Many employers offer group term life insurance, including supplemental life. Often an employee who wants to buy coverage above a particular level after an initial open enrollment period must show evidence of insurability. This requirement is present to protect the plan from adverse selection so that employees do not wait until they develop a medical condition before purchasing a policy. A recent Eighth Circuit Court of Appeals decision highlights the dangers to employers and insurers that fail to monitor these enrollment requirements.

In that case, an employee waited several years before applying to purchase supplemental life insurance benefits through his employer’s plan. The enrollment was done on line and the employee requested coverage equal to five times his salary, a total of $429,000. He made this election during the annual open enrollment period and the policy appeared on his benefit election package on the employer’s intranet. The employer then began withholding the applicable premium for the coverage.

At the time that the employee was first eligible to enroll for coverage, he signed a statement stating that if he declined coverage, but later decided to enroll he would be required to provide evidence of good health satisfactory to the insurance company. Although the employer said that there should have been a text box alerting the employee to the evidence of insurability requirement during the enrollment process, there was no evidence that the box in fact appeared nor did the employer introduce the language of the text box or the insurability form that would need to be completed. Six months after enrollment the employee died although there was also no evidence that he was ill at the time that he enrolled for the additional coverage.

The beneficiary sought the life insurance benefits and was told that the coverage did not go into effect because no evidence of insurability form had been filed and approved.
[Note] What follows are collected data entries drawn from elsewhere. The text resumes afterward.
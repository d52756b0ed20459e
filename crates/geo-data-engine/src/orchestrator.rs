//! ---
//! gd_section: "02-interpolation-engine"
//! gd_subsection: "module"
//! gd_type: "source"
//! gd_scope: "code"
//! gd_description: "Interpolation of missing substation and line coordinates."
//! gd_version: "v0.0.0-prealpha"
//! gd_owner: "tbd"
//! ---
use std::collections::{BTreeSet, HashMap};
use std::time::Instant;

use geo_data_common::config::EngineConfig;
use indexmap::IndexMap;
use serde::{Deserialize, Serialize};
use tracing::{debug, info};

use crate::{
    accuracy::{assess_accuracy, AccuracyReport},
    errors::Result,
    estimator::{CentroidEstimator, EstimationReport, EstimationState},
    model::{Country, LineGeoData, NetworkTopology, Substation, SubstationGeoData, SubstationId},
    neighbours::build_neighbour_graph,
    ordering::order_candidates,
    store::GeoStore,
};

/// Countries to keep. Empty keeps every substation, including those without a country.
pub type CountryFilter = BTreeSet<Country>;

#[derive(Debug, Clone, Serialize, Deserialize)]
pub struct SubstationResolution {
    /// Known entries first, then computed ones in resolution order.
    pub substations: IndexMap<SubstationId, SubstationGeoData>,
    pub known: usize,
    pub computed: usize,
    pub unresolved: Vec<SubstationId>,
    pub accuracy: AccuracyReport,
    pub estimation: EstimationReport,
}

/// Substation and line geo data produced for one topology.
#[derive(Debug, Clone, Serialize, Deserialize)]
pub struct GeoDataSnapshot {
    pub substations: SubstationResolution,
    pub lines: Vec<LineGeoData>,
}

#[derive(Debug, Clone, Default)]
pub struct GeoDataOrchestrator {
    config: EngineConfig,
}

impl GeoDataOrchestrator {
    pub fn new(config: EngineConfig) -> Self {
        Self { config }
    }

    /// Completes `known` with estimated coordinates for the topology's substations.
    pub fn resolve(
        &self,
        topology: &NetworkTopology,
        known: &IndexMap<SubstationId, SubstationGeoData>,
        countries: &CountryFilter,
    ) -> Result<SubstationResolution> {
        let substations: Vec<&Substation> = topology
            .substations
            .iter()
            .filter(|s| matches_filter(s.country.as_ref(), countries))
            .collect();

        let mut seeded = IndexMap::new();
        let mut to_compute = Vec::new();
        for substation in &substations {
            match known.get(substation.id.as_str()) {
                Some(geo_data) => {
                    seeded.insert(substation.id.clone(), geo_data.clone());
                }
                None => to_compute.push(substation.id.clone()),
            }
        }

        info!(
            substations = substations.len(),
            found = seeded.len(),
            not_found = to_compute.len(),
            "substations partitioned against stored geo data"
        );

        let known_count = seeded.len();
        let accuracy = assess_accuracy(
            known_count,
            to_compute.len(),
            self.config.accuracy_warning_threshold,
        );

        let mut state = EstimationState::new(seeded, to_compute);
        let graph = build_neighbour_graph(topology, &substations);
        let order = order_candidates(&graph, state.pending(), state.resolved());
        debug!(candidates = order.len(), "candidate order computed");

        let by_id: HashMap<&str, &Substation> =
            substations.iter().copied().map(|s| (s.id.as_str(), s)).collect();
        let estimation =
            CentroidEstimator::new(&graph, &order, &by_id, &self.config).run(&mut state)?;

        let unresolved: Vec<SubstationId> = state.pending().iter().cloned().collect();
        let resolved = state.into_resolved();
        Ok(SubstationResolution {
            known: known_count,
            computed: resolved.len() - known_count,
            substations: resolved,
            unresolved,
            accuracy,
            estimation,
        })
    }

    /// Builds drawable line geo data for lines whose two endpoints are positioned.
    ///
    /// The coordinates run from the first endpoint to the second, with the
    /// intermediate points of the matching entry of `shapes` in between.
    pub fn assemble_lines(
        &self,
        topology: &NetworkTopology,
        resolved: &IndexMap<SubstationId, SubstationGeoData>,
        shapes: &IndexMap<String, LineGeoData>,
    ) -> Vec<LineGeoData> {
        let vl_index = topology.voltage_level_index();
        let mut lines = Vec::new();
        for branch in topology.lines() {
            let Some(ends) = topology.branch_ends(branch, &vl_index) else {
                continue;
            };
            if ends.is_self_loop() {
                continue;
            }
            let (Some(start), Some(end)) = (
                resolved.get(ends.substation1),
                resolved.get(ends.substation2),
            ) else {
                continue;
            };

            let mut coordinates = vec![start.coordinate];
            if let Some(shape) = shapes.get(ends.branch_id) {
                if shape.substation_start == ends.substation2 && shape.substation_end == ends.substation1 {
                    coordinates.extend(shape.coordinates.iter().rev().copied());
                } else {
                    coordinates.extend(shape.coordinates.iter().copied());
                }
            }
            coordinates.push(end.coordinate);

            lines.push(LineGeoData {
                id: ends.branch_id.to_owned(),
                country1: start.country.clone(),
                country2: end.country.clone(),
                substation_start: start.id.clone(),
                substation_end: end.id.clone(),
                coordinates,
            });
        }
        info!(lines = lines.len(), "line geo data assembled");
        lines
    }

    /// Stored geo data of the topology's lines touching at least one filtered country.
    pub fn stored_lines(
        &self,
        topology: &NetworkTopology,
        stored: &IndexMap<String, LineGeoData>,
        countries: &CountryFilter,
    ) -> Vec<LineGeoData> {
        let vl_index = topology.voltage_level_index();
        let by_id = topology.substation_map();
        let country_of = |id: &str| by_id.get(id).and_then(|s| s.country.as_ref());

        topology
            .lines()
            .filter(|branch| {
                if countries.is_empty() {
                    return true;
                }
                topology
                    .branch_ends(*branch, &vl_index)
                    .map(|ends| {
                        [ends.substation1, ends.substation2]
                            .into_iter()
                            .filter_map(|id| country_of(id))
                            .any(|c| countries.contains(c))
                    })
                    .unwrap_or(false)
            })
            .filter_map(|branch| stored.get(branch.id()).cloned())
            .collect()
    }

    /// Loads the known set from `store`, resolves substations and assembles lines.
    pub fn resolve_from_store(
        &self,
        topology: &NetworkTopology,
        store: &dyn GeoStore,
        countries: &CountryFilter,
    ) -> Result<GeoDataSnapshot> {
        let started = Instant::now();
        let known = store.substations()?;
        info!(
            substations = known.len(),
            elapsed_ms = started.elapsed().as_millis() as u64,
            "substations read from store"
        );
        let substations = self.resolve(topology, &known, countries)?;
        let shapes = store.lines()?;
        let lines = self.assemble_lines(topology, &substations.substations, &shapes);
        Ok(GeoDataSnapshot { substations, lines })
    }
}

fn matches_filter(country: Option<&Country>, countries: &CountryFilter) -> bool {
    countries.is_empty() || country.is_some_and(|c| countries.contains(c))
}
During the course of the lawsuit, the beneficiary learned that approximately 200 employees had never filed evidence of insurability but had premium payments for coverage withheld from their paychecks. The insurer allowed those employees to submit that evidence of insurability in order to allow the continued coverage. The beneficiary who sued was not permitted to make the same showing for the deceased employee.

The trial court had found in favor of the insurance company and the employer. The Court of Appeals reversed and remanded the case to the District Court to reconsider. The Court of Appeals reached some conclusions that may cause employers to look more closely at their enrollment provisions:

  • The court found that the 100 page policy was not a sufficient summary plan description because it was technical and complicated and did not explain the plan in simple terms. (This conclusion could call into question medical plan summary plan descriptions which also tend to be long, technical and complicated.)
  • The court suggested that employers should explain better in the summary plan description what evidence of insurability is and how it is shown.
  • It can be a breach of fiduciary duty for an employer to accept the premium payments without making sure that there is in fact coverage under the plan. In other words, the employer and the insurance company should be monitoring late enrollments for proof that evidence of insurability has been filed and accepted. Failure to do so, particularly while accepting premium payments, may result in a finding of liability for the requested coverage.

Employers may wish to review both their summary plan descriptions and their processes for enrollment with respect to late enrollments under the term life insurance policies. Failure to monitor and enforce an insurability requirement may result in an employee being treated as having coverage despite having never shown evidence of good health.